A surgeon who was specially trained in Left Ventricular Assist Devices was sent in to my hospital room to explain all about these "mechanical heart pumps" and how they work.
I was overwhelmed and amazed and I think at that point, so weak and tired and so ready to leave this scene of time if it was the Lord's will, that I told him, YES! I would let them implant one.
The day after Remembrance Day 2004, I received an LVAD, an amazing mechanical heart pump that provided me with what is called a 'bridge to transplant'. I felt like a whole new person almost immediately.
During the surgery and immediately afterward, my husband was once again told to be prepared because they couldn't be sure that I would make it.
Many hurdles popped up during those 4 months of waiting and living in a private room in the cardio-vascular unit, but the Lord was over all, helping the brilliant medical team come up with solutions [sometimes a little out of the ordinary], until the day came when I was told that a miracle had taken place and I had matched with a donor heart!
The two surgeons performing my heart transplant surgery were the same ones who had performed the surgery to implant my LVAD four months previously so I was in familiar and caring hands.
Needless to say, I do not remember anything about the surgery but I have been told many times by my husband and the doctors how delicate and how long it was! Generally speaking, heart transplant surgery lasts from 6-12 hours. I was in surgery for almost 24 hours and even then, doctors could not close my chest because of bleeding and swelling.
As a result of those complications, I was left sedated for a total of about 90 hours with a special gauze covering my open chest, while they waited for the swelling to decrease. My husband was once again told that he should be prepared for the possibility that I wouldn't survive.

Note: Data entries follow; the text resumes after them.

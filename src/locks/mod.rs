//! Locking subsystem for action execution.
//!
//! This module implements the primitive that serializes remediation actions:
//! - [`ExpirationMap`]: the process-wide table of lock entries, one per key
//! - [`LockHelper`]: a per-action handle turning the non-blocking acquire into a
//!   bounded blocking wait, with guaranteed release
//!
//! # Expiry
//!
//! Every entry lives for one TTL after acquisition or its last renewal. An
//! entry whose holder crashed or hung is reclaimed lazily by the next acquire
//! of the same key (or eagerly by [`ExpirationMap::purge_expired`]), so a key
//! can never stay blocked for longer than one TTL.
//!
//! # RAII
//!
//! A held [`LockHelper`] releases its entry when dropped, so early returns and
//! panics in the critical section still free the key.

mod expiration_map;
mod helper;
mod metadata;
mod types;

#[cfg(test)]
mod tests;

// Re-export public API
pub use expiration_map::ExpirationMap;
pub use helper::{LockHandle, LockHelper};
pub use metadata::LockMetadata;
pub use types::LockInfo;
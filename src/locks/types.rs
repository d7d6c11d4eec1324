//! Lock information structures.

use super::metadata::LockMetadata;
use std::time::Duration;

/// Information about a live lock entry.
#[derive(Debug, Clone)]
pub struct LockInfo {
    /// The lock key (serialization domain).
    pub key: String,

    /// The lock metadata.
    pub metadata: LockMetadata,

    /// Time left before the entry becomes reclaimable.
    pub remaining: Duration,
}

impl std::fmt::Display for LockInfo {
    fn fmt(&self, f: &mut std::fmt::Formatter<'_>) -> std::fmt::Result {
        write!(
            f,
            "{} (owner: {}, holder: {}, age: {}, expires in {}s)",
            self.key,
            self.metadata.owner,
            self.metadata.holder,
            self.metadata.age_string(),
            self.remaining.as_secs()
        )
    }
}
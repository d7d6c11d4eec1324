//! Config struct definition and default implementation.

use super::types::LogFormat;
use serde::{Deserialize, Serialize};

/// Configuration for the action lock agent.
///
/// Unknown fields in the YAML are ignored for forward compatibility.
#[derive(Debug, Clone, PartialEq, Eq, Serialize, Deserialize)]
#[serde(default)]
pub struct Config {
    // =========================================================================
    // Lock table settings
    // =========================================================================
    /// Seconds an unreleased lock entry lives before it can be reclaimed.
    #[serde(default = "default_lock_ttl_secs")]
    pub lock_ttl_secs: u64,

    /// Whether held locks are renewed while their action runs.
    #[serde(default = "default_true")]
    pub keep_renew: bool,

    // =========================================================================
    // Acquisition settings
    // =========================================================================
    /// Total seconds an action waits for a contended lock.
    #[serde(default = "default_wait_timeout_secs")]
    pub wait_timeout_secs: u64,

    /// Seconds between two acquire attempts.
    #[serde(default = "default_poll_interval_secs")]
    pub poll_interval_secs: u64,

    // =========================================================================
    // Logging settings
    // =========================================================================
    /// Log output format.
    #[serde(default)]
    pub log_format: LogFormat,
}

// Default value functions for serde
fn default_lock_ttl_secs() -> u64 {
    120
}
fn default_wait_timeout_secs() -> u64 {
    300
}
fn default_poll_interval_secs() -> u64 {
    10
}
fn default_true() -> bool {
    true
}

impl Default for Config {
    fn default() -> Self {
        Self {
            lock_ttl_secs: default_lock_ttl_secs(),
            keep_renew: default_true(),
            wait_timeout_secs: default_wait_timeout_secs(),
            poll_interval_secs: default_poll_interval_secs(),
            log_format: LogFormat::default(),
        }
    }
}
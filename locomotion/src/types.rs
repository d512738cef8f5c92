/*!
Core data types exchanged between the controller and its collaborators.

This module contains no algorithms. It defines:
- math aliases used across the crate,
- the character pose and its local axes,
- the surfaces a ground probe can report, including the moving-platform capability,
- the per-frame ground and contact records.

Axis convention: right-handed, Y-up local frame. `up = rotation * +Y`,
`right = rotation * +X`, `forward = rotation * -Z`.
*/

use nalgebra as na;

/// Common math aliases for clarity and consistency.
pub type Vec3 = na::Vector3<f32>;
pub type Quat = na::UnitQuaternion<f32>;
pub type UnitVec3 = na::Unit<na::Vector3<f32>>;
pub type Iso = na::Isometry3<f32>;

/// World-space pose of the character.
#[derive(Clone, Copy, Debug, PartialEq)]
pub struct CharacterPose {
    pub translation: Vec3,
    pub rotation: Quat,
}

impl Default for CharacterPose {
    fn default() -> Self {
        Self::new(Vec3::zeros(), Quat::identity())
    }
}

impl CharacterPose {
    #[inline]
    pub fn new(translation: Vec3, rotation: Quat) -> Self {
        Self {
            translation,
            rotation,
        }
    }

    #[inline]
    pub fn up(&self) -> UnitVec3 {
        self.rotation * Vec3::y_axis()
    }

    #[inline]
    pub fn right(&self) -> UnitVec3 {
        self.rotation * Vec3::x_axis()
    }

    #[inline]
    pub fn forward(&self) -> UnitVec3 {
        UnitVec3::new_unchecked(self.rotation * -Vec3::z())
    }

    /// Convert to nalgebra `Isometry3` for scene queries.
    #[inline]
    pub fn iso(&self) -> Iso {
        Iso::from_parts(na::Translation3::from(self.translation), self.rotation)
    }

    /// Translate in world space.
    #[inline]
    pub fn translate_world(&mut self, delta: Vec3) {
        self.translation += delta;
    }

    /// Rotate about the character's own up axis (local +Y).
    pub fn rotate_about_local_up(&mut self, degrees: f32) {
        let yaw = Quat::from_axis_angle(&Vec3::y_axis(), degrees.to_radians());
        self.rotation *= yaw;
    }
}

/// Stable identifier of a surface in the collision world.
pub type SurfaceId = u32;

/// Per-frame rigid motion of a platform, as seen through the surface that was contacted.
#[derive(Clone, Copy, Debug, PartialEq)]
pub struct MovingPlatform {
    /// Platform reference point before this frame's update.
    pub origin: Vec3,
    /// Translation applied to the platform this frame.
    pub delta_position: Vec3,
    /// Rotation applied to the platform this frame, about `origin`.
    pub delta_rotation: Quat,
}

impl MovingPlatform {
    /// The platform's rigid delta for this frame.
    #[inline]
    pub fn displacement(&self) -> (Vec3, Quat) {
        (self.delta_position, self.delta_rotation)
    }
}

/// What kind of surface was touched.
#[derive(Clone, Copy, Debug, PartialEq)]
pub enum SurfaceKind {
    Static,
    Platform(MovingPlatform),
}

/// A contacted surface.
#[derive(Clone, Copy, Debug, PartialEq)]
pub struct Surface {
    pub id: SurfaceId,
    pub kind: SurfaceKind,
}

impl Surface {
    #[inline]
    pub fn fixed(id: SurfaceId) -> Self {
        Self {
            id,
            kind: SurfaceKind::Static,
        }
    }

    #[inline]
    pub fn platform(id: SurfaceId, platform: MovingPlatform) -> Self {
        Self {
            id,
            kind: SurfaceKind::Platform(platform),
        }
    }

    /// Moving-platform capability of this surface, if it has one.
    #[inline]
    pub fn as_platform(&self) -> Option<&MovingPlatform> {
        match &self.kind {
            SurfaceKind::Platform(platform) => Some(platform),
            SurfaceKind::Static => None,
        }
    }
}

/// Result of a successful ground probe.
#[derive(Clone, Copy, Debug, PartialEq)]
pub struct GroundInfo {
    /// Whether the surface is walkable floor (as opposed to a wall or an over-steep slope).
    pub is_on_floor: bool,
    /// The surface under the character, when the probe can identify it.
    pub surface: Option<Surface>,
    /// World-space contact point.
    pub point: Vec3,
}

/// A single contact reported by the displacement resolver during a move.
#[derive(Clone, Copy, Debug, PartialEq)]
pub struct MoveContact {
    /// World-space unit normal of the touched surface, pointing toward the character.
    pub normal: Vec3,
    /// World-space contact point.
    pub point: Vec3,
    pub surface: Option<SurfaceId>,
}

#[cfg(test)]
mod tests {
    use super::*;

    #[test]
    fn identity_pose_axes_follow_y_up_convention() {
        let pose = CharacterPose::default();
        assert!((pose.up().into_inner() - Vec3::y()).norm() < 1.0e-6);
        assert!((pose.right().into_inner() - Vec3::x()).norm() < 1.0e-6);
        assert!((pose.forward().into_inner() + Vec3::z()).norm() < 1.0e-6);
    }

    #[test]
    fn rotate_about_local_up_keeps_up_and_turns_forward() {
        let mut pose = CharacterPose::default();
        pose.rotate_about_local_up(90.0);

        assert!((pose.up().into_inner() - Vec3::y()).norm() < 1.0e-5);
        // A quarter turn counter-clockwise about +Y moves -Z onto -X.
        assert!((pose.forward().into_inner() + Vec3::x()).norm() < 1.0e-5);
    }

    #[test]
    fn rotate_about_local_up_uses_the_characters_own_up() {
        let flipped = Quat::from_axis_angle(&Vec3::z_axis(), std::f32::consts::PI);
        let mut pose = CharacterPose::new(Vec3::zeros(), flipped);
        pose.rotate_about_local_up(45.0);

        assert!((pose.up().into_inner() + Vec3::y()).norm() < 1.0e-5);
    }

    #[test]
    fn only_platform_surfaces_expose_the_platform_capability() {
        let platform = MovingPlatform {
            origin: Vec3::zeros(),
            delta_position: Vec3::x(),
            delta_rotation: Quat::identity(),
        };

        assert!(Surface::fixed(1).as_platform().is_none());
        assert_eq!(Surface::platform(2, platform).as_platform(), Some(&platform));
    }
}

Almost 3 days after the surgery was begun, they were finally able to close my chest and told my husband that the next several days were the most critical, especially after the severity of the whole procedure.
Well, I survived and thrived and by early April was asked by the city newspaper to do an interview with one of my surgeons. I felt fabulous and could hardly wait to go home.
About a week after that, I felt sharp pains in my abdomen that no one on the cardiac unit could diagnose. Because of recurring kidney stone problems during the last few years of my heart problems, a urology resident was called in to see if that was the problem, but it wasn't.
To make a long story short, I had to have emergency surgery to remove an obstruction of the bowel which turned out to be caused by the old adhesions from my 2003 abdominal surgery!
As you can probably already guess, my dear husband was told yet again that the prognosis did not look good and to be prepared for the worst.
At that time we only 2 of our children were still at home, the youngest almost 16, and both were in denial and never really understood just how serious everything was.
Well, once again, I survived. Obviously, it was not my time to go home to glory and as I look back over those days and weeks, I am amazed and awed by the grace that the Lord poured into my husband's heart and soul as he prepared not once, not twice, but several times for my death and that He poured into me as He strengthened me through the entire journey, which included those almost 7 months of living in the cardio-vascular ward waiting ... far from my husband, teenage children and all our loved ones but never alone! I am reminded of His wondrous promise:
"... My grace is sufficient for thee:
for my strength is made perfect in weakness."
I Corinthians 12:9
for my strength is made perfect in weakness."
I Corinthians 12:9
The photo on the middle LEFT above shows me holding the part of the LVAD that came from my heart to the outside of my body on the left side of my abdomen. It looked somewhat like a transparent, very large yo-yo and you could see the blood actually being pumped. That machine took over the pumping of my almost non-functioning Left Ventricle!
May I never take being alive for granted! May we all find small blessings in the miracle and magic of ordinary, everyday life and realize that in a single moment of time, they could all end.